随着二代测序(Next-Generation Sequencing，NGS)技术的发展，研究者对建库效率的要求随之提高。由于目前各个厂家测序仪的读长有限，所以基因组片段化是构建文库的第一步，目前常见的片段化方法有机械法片段化和酶切片段化法。机械法片段化主要利用超声波打断基因组，其原理是利用超声波伸缩共振，将基因组进行片段化，该方法的优点在于产生的片段稳定、均一、无偏好性，是目前二代测序建库中片段化的金标准。但超声打断也有其无法克服的局限性，如仪器耗材成本高、不同质量和降解程度的样本需要摸索不同的打断时间、过长的打断时间导致DNA损伤等。因此便捷、经济、高效的酶切片段化方法逐步被用于手动化和自动化建库。该方法是利用片段化酶对基因组进行随机打断，其显著的特点是比较温和，并且能够更好的保留DNA完整性，可显著简化建库流程和缩短时间成本。

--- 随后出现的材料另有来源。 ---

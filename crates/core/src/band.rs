//! Bit-length bands.
//!
//! A band says how many records to generate and how wide each operand may be.
//! The default plan walks four regimes in a fixed order: medium operands,
//! two passes of large operands, and large dividends over tiny divisors.

use crate::error::{BandError, Result};
use crate::generator::ZeroDivisorPolicy;

/// One segment of generation: `count` records with `a < 2^bits_a`, `b < 2^bits_b`.
#[derive(Debug, Clone, Copy, PartialEq, Eq)]
pub struct Band {
    /// Number of records drawn from this band
    pub count: usize,

    /// Maximum bit-length of the dividend
    pub bits_a: u64,

    /// Maximum bit-length of the divisor
    pub bits_b: u64,
}

/// The default plan, processed in this order.
pub const DEFAULT_BANDS: [Band; 4] = [
    Band::new(300, 4000, 2000),
    Band::new(100, 10000, 5000),
    Band::new(100, 10000, 5000),
    Band::new(100, 1000, 10),
];

impl Band {
    pub const fn new(count: usize, bits_a: u64, bits_b: u64) -> Self {
        Self { count, bits_a, bits_b }
    }
}

/// Total number of records a plan produces per stream.
pub fn total_records(bands: &[Band]) -> usize {
    bands.iter().map(|band| band.count).sum()
}

/// Check that a plan can be run to completion under `policy`.
pub fn validate_plan(bands: &[Band], policy: ZeroDivisorPolicy) -> Result<()> {
    if bands.is_empty() {
        return Err(BandError::EmptyPlan.into());
    }

    if policy == ZeroDivisorPolicy::Resample {
        if let Some(band) = bands.iter().position(|b| b.bits_b == 0 && b.count > 0) {
            return Err(BandError::ZeroDivisorBits { band }.into());
        }
    }

    Ok(())
}

#[cfg(test)]
mod tests {
    use super::*;
    use crate::error::Error;

    #[test]
    fn test_default_plan_totals() {
        assert_eq!(total_records(&DEFAULT_BANDS), 600);
        assert_eq!(DEFAULT_BANDS[0], Band::new(300, 4000, 2000));
        assert_eq!(DEFAULT_BANDS[3].bits_b, 10);
    }

    #[test]
    fn test_default_plan_is_valid() {
        validate_plan(&DEFAULT_BANDS, ZeroDivisorPolicy::Resample).unwrap();
        validate_plan(&DEFAULT_BANDS, ZeroDivisorPolicy::Fail).unwrap();
    }

    #[test]
    fn test_empty_plan_rejected() {
        let err = validate_plan(&[], ZeroDivisorPolicy::Fail).unwrap_err();
        assert!(matches!(err, Error::Band(BandError::EmptyPlan)));
    }

    #[test]
    fn test_zero_bit_divisor() {
        let plan = [Band::new(5, 64, 32), Band::new(1, 64, 0)];

        let err = validate_plan(&plan, ZeroDivisorPolicy::Resample).unwrap_err();
        assert!(matches!(err, Error::Band(BandError::ZeroDivisorBits { band: 1 })));

        // Failing on the first record is still a well-defined outcome
        validate_plan(&plan, ZeroDivisorPolicy::Fail).unwrap();

        // A band with no records never draws anything
        validate_plan(&[Band::new(0, 64, 0)], ZeroDivisorPolicy::Resample).unwrap();
    }
}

但是在酶的作用下，DNA片段上部分反向重复序列异常结合在一起，形成了颈环结构，它们可在下游的末端修复和PCR扩增后，产生重复的、属于人工合成错误引入的异常序列，被称为Artifact序列。Artifact序列是酶切NGS建库方法可能引入的主要噪音序列，因为Artifact序列是DNA片段上真实分子异常组合，而不是测序过程中产生的错误，所以Artifact序列碱基质量高，即使所占比例较低，仍会对突变分析造成显著的影响，尤其是对低频突变的检测。Artifact序列导致的假阳性突变的频率约在0.1％-30％之间，难以通过分子标签去除，因此迫切需要一种方法来最大程度地消除酶切建库方式所引入的噪音干扰。

发明内容

本发明提供一种过滤酶切建库方式引入噪音的方法和装置，以解决现有技术中此类噪音难以消除的问题。

根据本申请的第一个方面，提供了一种酶切建库方式引入噪音的过滤方法，包括以下步骤：获取酶切建库双端测序下机数据与参考基因组序列的初始比对结果文件；从初始比对结果文件中提取含有Soft Clip标记的读段，并统计各读段中Soft Clip碱基数；将Soft Clip碱基数大于阈值T1的读段记为候选处理序列，并提取各候选处理序列在参考基因组上的比对位置以及候选处理序列中的Soft Clip碱基序列；根据各候选处理序列在参考基因组上的比对位置前后延伸D长度，得到延伸区域，并在各延伸区域内寻找与SoftClip碱基序列相似的序列，如果相似序列的相似度大于阈值T2时，读段视为含有酶切噪音的读段，存放于去除文件中；从初始比对结果文件中过滤掉去除文件中含有的读段，得到去除酶切建库方式引入噪音的比对文件；其中，相似度是指延伸区域内与Soft Clip碱基序列的比对匹配率。

进一步地，从初始比对结果文件中提取含有Soft Clip标记的读段，并统计各读段中Soft Clip碱基数的步骤中，将初始比对结果文件切割成若干份进行多进程并行处理，优选地，将初始比对结果文件切割成若干份进行多进程并行处理时，根据初始比对结果文件的行数M和进程数目N，按照int(M/N)+1计算每个分割文件大小，得到均等分割比对文件。